■ Task details: Among the entries below, find the lines that hold the word "Conjunction" and report them.

■ Entries provided:
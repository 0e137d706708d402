//! Database drivers.
//!
//! A [`Driver`] hands out [`DatabaseConnection`]s and runs the transaction
//! statements on them. Queries arrive already compiled for the driver's
//! dialect.

use async_trait::async_trait;

use crate::{
    dialect::Dialect,
    error::Result,
    query::CompiledQuery,
    row::Row,
};

mod dummy;
#[cfg(any(feature = "postgres", feature = "mysql", feature = "sqlite"))]
mod sqlx;

pub use dummy::DummyDriver;
#[cfg(any(feature = "postgres", feature = "mysql", feature = "sqlite"))]
pub use sqlx::SqlxDriver;

/// What a connection returns for one statement.
#[derive(Debug, Default, Clone, PartialEq)]
pub struct QueryResult {
    pub rows: Vec<Row>,
    pub num_affected_rows: Option<u64>,
    /// Auto increment id of the last inserted row, when the database
    /// reports one.
    pub insert_id: Option<i64>,
}

impl QueryResult {
    pub fn with_rows(rows: Vec<Row>) -> Self {
        Self {
            rows,
            ..Self::default()
        }
    }

    pub fn affected(num_affected_rows: u64) -> Self {
        Self {
            num_affected_rows: Some(num_affected_rows),
            ..Self::default()
        }
    }
}

#[async_trait]
pub trait DatabaseConnection: Send {
    async fn execute_query(&mut self, query: &CompiledQuery) -> Result<QueryResult>;
}

#[async_trait]
pub trait Driver: Send + Sync + 'static {
    fn dialect(&self) -> Dialect;

    async fn init(&self) -> Result<()> {
        Ok(())
    }

    async fn acquire_connection(&self) -> Result<Box<dyn DatabaseConnection>>;

    async fn release_connection(&self, connection: Box<dyn DatabaseConnection>) -> Result<()> {
        drop(connection);
        Ok(())
    }

    async fn begin_transaction(&self, connection: &mut dyn DatabaseConnection) -> Result<()> {
        let query = CompiledQuery::raw(self.dialect().begin_transaction_sql());
        connection.execute_query(&query).await.map(|_| ())
    }

    async fn commit_transaction(&self, connection: &mut dyn DatabaseConnection) -> Result<()> {
        connection.execute_query(&CompiledQuery::raw("commit")).await.map(|_| ())
    }

    async fn rollback_transaction(&self, connection: &mut dyn DatabaseConnection) -> Result<()> {
        connection.execute_query(&CompiledQuery::raw("rollback")).await.map(|_| ())
    }

    async fn destroy(&self) -> Result<()> {
        Ok(())
    }
}
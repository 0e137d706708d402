use std::{fmt, marker::PhantomData};

use crate::{
    creator::ExpressionBuilder,
    dialect::HasDialect,
    error::Result,
    executor::QueryExecutor,
    expr::cond::Conditions,
    filter::Filter,
    query::{CompiledQuery, DeleteResult, QueryKind},
    schema::TableRef,
    with::{Cte, format_ctes},
    writer::{FormatContext, FormatWriter, TableScope},
};

#[doc(hidden)]
#[derive(Debug, Clone)]
pub struct DeleteAst {
    ctes: Vec<Cte>,
    table: TableRef,
    conditions: Conditions,
}

impl FormatWriter for DeleteAst {
    fn format_writer<W: fmt::Write>(&self, context: &mut FormatContext<'_, W>) -> fmt::Result {
        format_ctes(&self.ctes, context)?;
        context.push_scope(TableScope::new([self.table.scope_entry()]));
        let result = self.format_body(context);
        context.pop_scope();
        result
    }
}

impl DeleteAst {
    fn format_body<W: fmt::Write>(&self, context: &mut FormatContext<'_, W>) -> fmt::Result {
        context.writer.write_str("delete from ")?;
        self.table.format_writer(context)?;
        self.conditions.format_where(context)
    }
}

/// A typed `delete` from the table `T`. Without filters every row is
/// deleted.
pub struct DeleteQuery<Sc, T> {
    ast: DeleteAst,
    executor: QueryExecutor,
    _marker: PhantomData<fn() -> (Sc, T)>,
}

impl<Sc, T> Clone for DeleteQuery<Sc, T> {
    fn clone(&self) -> Self {
        Self {
            ast: self.ast.clone(),
            executor: self.executor.clone(),
            _marker: PhantomData,
        }
    }
}

impl<Sc, T> fmt::Debug for DeleteQuery<Sc, T> {
    fn fmt(&self, f: &mut fmt::Formatter<'_>) -> fmt::Result {
        f.debug_struct("DeleteQuery").field("ast", &self.ast).finish()
    }
}

impl<Sc, T> DeleteQuery<Sc, T> {
    pub(crate) fn new(table: TableRef, ctes: Vec<Cte>, executor: QueryExecutor) -> Self {
        Self {
            ast: DeleteAst {
                ctes,
                table,
                conditions: Conditions::default(),
            },
            executor,
            _marker: PhantomData,
        }
    }

    pub fn expression_builder(&self) -> ExpressionBuilder<Sc, (T, ())> {
        ExpressionBuilder::new(self.executor.dialect())
    }

    pub fn compile(&self) -> Result<CompiledQuery> {
        CompiledQuery::from_ast(&self.ast, self.executor.dialect(), QueryKind::Delete)
    }

    pub fn compile_for<D: HasDialect>(&self) -> Result<CompiledQuery> {
        CompiledQuery::from_ast(&self.ast, D::DIALECT, QueryKind::Delete)
    }

    pub fn to_sql<D: HasDialect>(&self) -> Result<String> {
        self.compile_for::<D>().map(|query| query.sql)
    }

    pub async fn execute(&self) -> Result<DeleteResult> {
        let query = self.compile()?;
        let result = self.executor.execute(&query).await?;
        Ok(DeleteResult {
            num_deleted_rows: result.num_affected_rows.unwrap_or_default(),
        })
    }
}

impl<Sc, T> Filter for DeleteQuery<Sc, T> {
    type Sources = (T, ());

    fn conditions_mut(&mut self) -> &mut Conditions {
        &mut self.ast.conditions
    }
}

#[cfg(test)]
mod tests {
    use crate::{
        dialect::Dialect,
        expr::cond::{ConditionKind, Conjunction},
        raw::Raw,
        tests::format_writer,
    };

    use super::*;

    #[test]
    fn test_format_delete() {
        let mut delete = DeleteAst {
            ctes: Vec::new(),
            table: TableRef {
                name: "pet",
                alias: None,
            },
            conditions: Conditions::default(),
        };
        assert_eq!(r#"delete from "pet""#, format_writer(delete.clone(), Dialect::Sqlite));

        delete.conditions.push(Conjunction::And, ConditionKind::Raw(Raw::new_static("owner_id is null")));
        assert_eq!(
            "delete from `pet` where owner_id is null",
            format_writer(delete, Dialect::MySql)
        );
    }
}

■ Task output:
        expr::cond::{ConditionKind, Conjunction},
        delete.conditions.push(Conjunction::And, ConditionKind::Raw(Raw::new_static("owner_id is null")));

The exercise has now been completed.